What is required:
An exact copy of every record is required.
----- Data supplied
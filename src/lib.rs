//! # snow-settling
//!
//! Settling (densification) of a layered snowpack.
//!
//! This crate computes, for one snowpack column at one timestep:
//! - Vertical overburden stress from the ice above each node
//! - Snow viscosity from temperature and ice volume fraction
//! - Settling velocity and strain rate from a viscous deformation law
//! - Simpler prescribed-rate velocity models for testing and comparison
//!
//! Every computation is a pure function of its input fields. Nodes are
//! ordered from the base of the snowpack (index 0) to the surface.
//!
//! # Example
//!
//! ```
//! use snow_settling::{PhysicalConstants, SettlingConfig, SnowColumn, settling_vel};
//!
//! let coord = [0.0, 0.1, 0.2, 0.3];
//! let temperature = [258.0, 259.0, 260.0, 261.0];
//! let phi = [0.35, 0.3, 0.25, 0.2];
//!
//! let column = SnowColumn::new(&temperature, &coord, &phi).unwrap();
//! let config = SettlingConfig::from_options("Y", "continuous", "eta_phiT").unwrap();
//! let profile = settling_vel(&column, &config, &PhysicalConstants::default(), None).unwrap();
//!
//! assert_eq!(profile.v[0], 0.0);
//! assert!(profile.v[3] < 0.0); // the surface moves down
//! ```

pub mod column;
pub mod constants;
pub mod error;
pub mod io;
pub mod rheology;
pub mod settling;
pub mod stress;
pub mod velocity;

pub use column::{SnowColumn, node_distance};
pub use constants::PhysicalConstants;
pub use error::{Result, SettlingError};
pub use io::{ProfileRecorder, ProfileSink, ProfileWriter};
pub use rheology::{PHI_CONST, T_CONST, ViscosityModel, choose_viscosity};
pub use settling::{
    SettlingConfig, SettlingMode, SettlingProfile, VelocityModel, settling_vel,
    settling_vel_from_options,
};
pub use stress::{StressScheme, check_monotonic, sigma_cont_croc};
pub use velocity::{VelocityProfile, velocity};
----------
Response:
filename src/lib.rs
//! # snow-settling
//!
//! Settling (densification) of a layered snowpack.
//!
//! This crate computes, for one snowpack column at one timestep:
//! - Vertical overburden stress from the ice above each node
//! - Snow viscosity from temperature and ice volume fraction
//! - Settling velocity and strain rate from a viscous deformation law
//! - Simpler prescribed-rate velocity models for testing and comparison
//!
//! Every computation is a pure function of its input fields. Nodes are
//! ordered from the base of the snowpack (index 0) to the surface.
//!
//! # Example
//!
//! ```
//! use snow_settling::{PhysicalConstants, SettlingConfig, SnowColumn, settling_vel};
//!
//! let coord = [0.0, 0.1, 0.2, 0.3];
//! let temperature = [258.0, 259.0, 260.0, 261.0];
//! let phi = [0.35, 0.3, 0.25, 0.2];
//!
//! let column = SnowColumn::new(&temperature, &coord, &phi).unwrap();
//! let config = SettlingConfig::from_options("Y", "continuous", "eta_phiT").unwrap();
//! let profile = settling_vel(&column, &config, &PhysicalConstants::default(), None).unwrap();
//!
//! assert_eq!(profile.v[0], 0.0);
//! assert!(profile.v[3] < 0.0); // the surface moves down
//! ```

pub mod column;
pub mod constants;
pub mod error;
pub mod io;
pub mod rheology;
pub mod settling;
pub mod stress;
pub mod velocity;

pub use column::{SnowColumn, node_distance};
pub use constants::PhysicalConstants;
pub use error::{Result, SettlingError};
pub use io::{ProfileRecorder, ProfileSink, ProfileWriter};
pub use rheology::{PHI_CONST, T_CONST, ViscosityModel, choose_viscosity};
pub use settling::{
    SettlingConfig, SettlingMode, SettlingProfile, VelocityModel, settling_vel,
    settling_vel_from_options,
};
pub use stress::{StressScheme, check_monotonic, sigma_cont_croc};
pub use velocity::{VelocityProfile, velocity};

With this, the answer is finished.